ASSIGNMENT:
Across all the records below, how many lines contain "pattern"? Respond with only the number.

──────── DATA SECTION

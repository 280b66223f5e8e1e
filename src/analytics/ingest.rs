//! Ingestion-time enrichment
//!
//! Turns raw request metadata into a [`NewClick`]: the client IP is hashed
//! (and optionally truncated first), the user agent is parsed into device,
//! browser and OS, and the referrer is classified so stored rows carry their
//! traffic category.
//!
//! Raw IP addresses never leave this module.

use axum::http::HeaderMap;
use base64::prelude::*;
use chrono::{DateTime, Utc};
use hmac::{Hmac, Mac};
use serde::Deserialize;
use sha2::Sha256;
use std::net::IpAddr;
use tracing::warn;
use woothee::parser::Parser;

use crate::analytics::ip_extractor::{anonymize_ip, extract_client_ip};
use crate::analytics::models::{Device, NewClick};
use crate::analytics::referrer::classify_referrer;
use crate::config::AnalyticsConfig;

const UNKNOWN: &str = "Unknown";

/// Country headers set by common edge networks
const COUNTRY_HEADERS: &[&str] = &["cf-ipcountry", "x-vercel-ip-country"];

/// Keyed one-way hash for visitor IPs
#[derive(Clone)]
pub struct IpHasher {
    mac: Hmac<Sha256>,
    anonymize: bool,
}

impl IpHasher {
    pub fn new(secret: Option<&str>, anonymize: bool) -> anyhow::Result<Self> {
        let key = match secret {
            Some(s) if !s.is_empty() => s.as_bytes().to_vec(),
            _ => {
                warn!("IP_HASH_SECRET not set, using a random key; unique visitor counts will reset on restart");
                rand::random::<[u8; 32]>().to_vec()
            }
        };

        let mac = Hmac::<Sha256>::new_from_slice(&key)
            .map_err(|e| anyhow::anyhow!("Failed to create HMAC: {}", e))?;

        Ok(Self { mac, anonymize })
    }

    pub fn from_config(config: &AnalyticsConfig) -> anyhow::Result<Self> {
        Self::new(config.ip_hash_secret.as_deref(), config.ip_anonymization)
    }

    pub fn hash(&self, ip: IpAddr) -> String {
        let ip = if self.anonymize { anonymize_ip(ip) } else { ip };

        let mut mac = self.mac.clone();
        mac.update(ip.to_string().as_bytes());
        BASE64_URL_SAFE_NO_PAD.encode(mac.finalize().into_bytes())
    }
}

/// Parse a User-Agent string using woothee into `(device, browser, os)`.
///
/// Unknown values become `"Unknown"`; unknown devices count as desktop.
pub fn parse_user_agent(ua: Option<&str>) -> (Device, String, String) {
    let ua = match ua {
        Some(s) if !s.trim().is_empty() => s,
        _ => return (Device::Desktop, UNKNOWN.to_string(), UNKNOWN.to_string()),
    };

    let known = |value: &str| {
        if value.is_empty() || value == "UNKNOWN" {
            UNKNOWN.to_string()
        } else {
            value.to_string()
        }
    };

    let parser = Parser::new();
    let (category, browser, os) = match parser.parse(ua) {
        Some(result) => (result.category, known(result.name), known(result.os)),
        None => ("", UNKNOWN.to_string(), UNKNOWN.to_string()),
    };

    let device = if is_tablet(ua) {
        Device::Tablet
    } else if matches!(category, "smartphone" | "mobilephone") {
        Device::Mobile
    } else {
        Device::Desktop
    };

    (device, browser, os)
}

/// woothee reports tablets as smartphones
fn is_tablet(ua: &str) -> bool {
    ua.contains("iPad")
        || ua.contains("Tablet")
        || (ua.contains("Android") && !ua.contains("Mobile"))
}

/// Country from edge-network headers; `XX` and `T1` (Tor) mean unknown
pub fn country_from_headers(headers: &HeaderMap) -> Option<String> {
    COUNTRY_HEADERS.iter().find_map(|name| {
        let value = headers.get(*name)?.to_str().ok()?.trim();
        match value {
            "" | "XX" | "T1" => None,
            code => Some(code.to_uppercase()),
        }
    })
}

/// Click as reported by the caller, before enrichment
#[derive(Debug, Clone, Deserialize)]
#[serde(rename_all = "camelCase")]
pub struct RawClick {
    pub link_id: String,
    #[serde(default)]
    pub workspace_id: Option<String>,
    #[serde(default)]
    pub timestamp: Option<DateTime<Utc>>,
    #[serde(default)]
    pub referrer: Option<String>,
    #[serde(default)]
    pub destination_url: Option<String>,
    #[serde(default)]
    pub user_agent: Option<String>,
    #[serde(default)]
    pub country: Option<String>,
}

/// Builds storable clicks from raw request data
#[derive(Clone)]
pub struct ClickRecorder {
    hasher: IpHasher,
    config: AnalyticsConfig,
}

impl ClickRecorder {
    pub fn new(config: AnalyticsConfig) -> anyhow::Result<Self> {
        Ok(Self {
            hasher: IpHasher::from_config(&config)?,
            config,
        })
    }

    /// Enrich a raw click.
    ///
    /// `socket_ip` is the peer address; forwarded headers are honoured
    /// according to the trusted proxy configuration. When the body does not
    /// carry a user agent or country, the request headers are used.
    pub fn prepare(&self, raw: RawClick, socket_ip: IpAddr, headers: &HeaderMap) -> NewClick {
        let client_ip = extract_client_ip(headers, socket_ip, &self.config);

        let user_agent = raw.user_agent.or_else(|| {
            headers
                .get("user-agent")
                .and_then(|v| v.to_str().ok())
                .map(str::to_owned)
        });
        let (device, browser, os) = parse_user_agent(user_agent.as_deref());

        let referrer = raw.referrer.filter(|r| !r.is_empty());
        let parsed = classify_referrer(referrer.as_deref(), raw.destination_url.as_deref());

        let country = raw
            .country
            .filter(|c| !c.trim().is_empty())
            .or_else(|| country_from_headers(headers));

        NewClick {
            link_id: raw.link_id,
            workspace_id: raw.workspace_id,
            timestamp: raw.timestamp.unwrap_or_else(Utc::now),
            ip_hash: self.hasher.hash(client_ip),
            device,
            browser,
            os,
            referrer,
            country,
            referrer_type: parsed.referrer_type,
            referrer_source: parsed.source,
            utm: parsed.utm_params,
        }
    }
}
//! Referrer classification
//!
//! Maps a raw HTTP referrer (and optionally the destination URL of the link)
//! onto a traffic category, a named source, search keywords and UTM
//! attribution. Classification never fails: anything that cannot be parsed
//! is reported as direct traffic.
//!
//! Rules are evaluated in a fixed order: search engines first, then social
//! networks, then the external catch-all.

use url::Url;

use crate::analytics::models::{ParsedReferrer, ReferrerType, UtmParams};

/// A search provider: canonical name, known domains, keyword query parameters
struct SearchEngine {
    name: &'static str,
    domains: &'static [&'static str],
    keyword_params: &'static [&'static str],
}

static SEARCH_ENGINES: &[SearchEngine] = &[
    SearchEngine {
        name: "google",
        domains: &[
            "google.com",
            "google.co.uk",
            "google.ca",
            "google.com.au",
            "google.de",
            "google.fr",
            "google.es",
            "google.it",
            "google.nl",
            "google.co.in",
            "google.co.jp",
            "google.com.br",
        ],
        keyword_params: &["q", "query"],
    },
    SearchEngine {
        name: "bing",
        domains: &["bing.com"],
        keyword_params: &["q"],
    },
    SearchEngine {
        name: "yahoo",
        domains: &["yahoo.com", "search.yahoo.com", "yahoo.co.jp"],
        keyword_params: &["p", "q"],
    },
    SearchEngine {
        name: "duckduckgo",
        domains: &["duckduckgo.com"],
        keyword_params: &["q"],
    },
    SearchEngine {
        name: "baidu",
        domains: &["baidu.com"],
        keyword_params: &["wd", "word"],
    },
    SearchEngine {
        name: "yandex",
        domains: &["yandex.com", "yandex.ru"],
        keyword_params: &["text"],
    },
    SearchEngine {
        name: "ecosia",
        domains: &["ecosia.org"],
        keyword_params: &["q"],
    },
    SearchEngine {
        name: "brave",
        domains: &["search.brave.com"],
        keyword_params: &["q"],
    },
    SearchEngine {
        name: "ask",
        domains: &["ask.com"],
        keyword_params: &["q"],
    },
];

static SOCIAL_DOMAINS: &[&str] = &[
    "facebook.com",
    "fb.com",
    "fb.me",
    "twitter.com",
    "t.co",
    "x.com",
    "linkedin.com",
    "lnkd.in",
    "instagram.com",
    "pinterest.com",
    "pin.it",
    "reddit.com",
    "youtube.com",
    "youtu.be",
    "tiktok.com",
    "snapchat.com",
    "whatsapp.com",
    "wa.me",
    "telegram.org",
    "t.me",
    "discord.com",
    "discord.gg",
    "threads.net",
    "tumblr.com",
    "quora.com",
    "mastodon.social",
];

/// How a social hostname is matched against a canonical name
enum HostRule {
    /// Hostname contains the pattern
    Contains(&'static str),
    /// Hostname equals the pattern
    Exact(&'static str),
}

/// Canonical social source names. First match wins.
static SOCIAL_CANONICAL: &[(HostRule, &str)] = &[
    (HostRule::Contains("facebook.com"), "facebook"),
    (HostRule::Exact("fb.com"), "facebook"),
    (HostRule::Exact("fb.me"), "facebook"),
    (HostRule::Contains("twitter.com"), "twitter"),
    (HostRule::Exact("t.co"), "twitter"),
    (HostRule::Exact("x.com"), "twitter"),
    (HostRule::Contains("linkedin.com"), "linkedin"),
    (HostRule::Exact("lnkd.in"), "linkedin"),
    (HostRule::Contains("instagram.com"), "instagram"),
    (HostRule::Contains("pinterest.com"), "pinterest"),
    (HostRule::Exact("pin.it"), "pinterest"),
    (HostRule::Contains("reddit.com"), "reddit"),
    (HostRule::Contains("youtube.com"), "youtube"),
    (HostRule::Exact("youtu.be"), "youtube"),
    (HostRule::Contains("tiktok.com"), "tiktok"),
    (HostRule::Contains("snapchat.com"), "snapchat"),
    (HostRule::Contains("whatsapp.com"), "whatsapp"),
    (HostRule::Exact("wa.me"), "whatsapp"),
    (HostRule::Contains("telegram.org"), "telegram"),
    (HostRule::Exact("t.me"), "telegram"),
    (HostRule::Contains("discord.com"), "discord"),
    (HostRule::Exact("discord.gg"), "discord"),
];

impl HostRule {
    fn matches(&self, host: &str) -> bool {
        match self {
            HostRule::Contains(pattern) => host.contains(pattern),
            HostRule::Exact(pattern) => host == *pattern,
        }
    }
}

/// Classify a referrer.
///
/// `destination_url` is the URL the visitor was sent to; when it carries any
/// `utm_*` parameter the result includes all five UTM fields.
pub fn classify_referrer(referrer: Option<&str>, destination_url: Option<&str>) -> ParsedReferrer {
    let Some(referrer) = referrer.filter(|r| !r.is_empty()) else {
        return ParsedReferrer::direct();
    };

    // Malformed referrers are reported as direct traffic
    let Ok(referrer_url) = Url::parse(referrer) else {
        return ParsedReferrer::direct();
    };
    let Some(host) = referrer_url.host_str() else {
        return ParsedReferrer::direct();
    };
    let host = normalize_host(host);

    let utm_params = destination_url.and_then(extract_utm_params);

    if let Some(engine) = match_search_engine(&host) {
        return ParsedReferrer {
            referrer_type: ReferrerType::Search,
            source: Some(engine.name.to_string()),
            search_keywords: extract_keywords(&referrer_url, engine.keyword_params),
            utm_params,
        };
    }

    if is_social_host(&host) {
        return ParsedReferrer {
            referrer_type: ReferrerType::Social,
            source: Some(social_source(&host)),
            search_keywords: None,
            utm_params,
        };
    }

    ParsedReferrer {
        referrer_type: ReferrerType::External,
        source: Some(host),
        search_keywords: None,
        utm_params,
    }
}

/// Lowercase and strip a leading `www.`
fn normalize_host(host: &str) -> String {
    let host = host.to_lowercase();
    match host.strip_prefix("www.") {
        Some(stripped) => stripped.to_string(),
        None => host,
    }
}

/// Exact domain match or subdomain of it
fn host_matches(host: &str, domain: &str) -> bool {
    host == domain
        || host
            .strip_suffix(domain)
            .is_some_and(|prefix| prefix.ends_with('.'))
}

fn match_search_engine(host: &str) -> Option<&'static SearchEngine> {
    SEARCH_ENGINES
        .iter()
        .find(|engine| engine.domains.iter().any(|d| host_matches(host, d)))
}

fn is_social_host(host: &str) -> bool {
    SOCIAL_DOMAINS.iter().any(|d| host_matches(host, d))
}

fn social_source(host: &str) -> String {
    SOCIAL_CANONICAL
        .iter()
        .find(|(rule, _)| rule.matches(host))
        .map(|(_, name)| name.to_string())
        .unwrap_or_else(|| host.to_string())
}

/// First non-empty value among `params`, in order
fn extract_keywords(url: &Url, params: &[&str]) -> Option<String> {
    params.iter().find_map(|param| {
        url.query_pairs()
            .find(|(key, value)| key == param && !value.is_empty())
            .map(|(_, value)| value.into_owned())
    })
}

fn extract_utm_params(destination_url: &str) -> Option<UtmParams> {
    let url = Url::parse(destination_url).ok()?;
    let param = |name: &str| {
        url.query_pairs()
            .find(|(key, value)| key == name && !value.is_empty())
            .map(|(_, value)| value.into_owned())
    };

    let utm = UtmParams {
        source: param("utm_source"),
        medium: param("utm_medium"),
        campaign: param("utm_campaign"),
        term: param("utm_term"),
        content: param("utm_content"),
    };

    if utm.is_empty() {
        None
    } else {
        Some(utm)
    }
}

────────────────

TASK OUTPUT:
4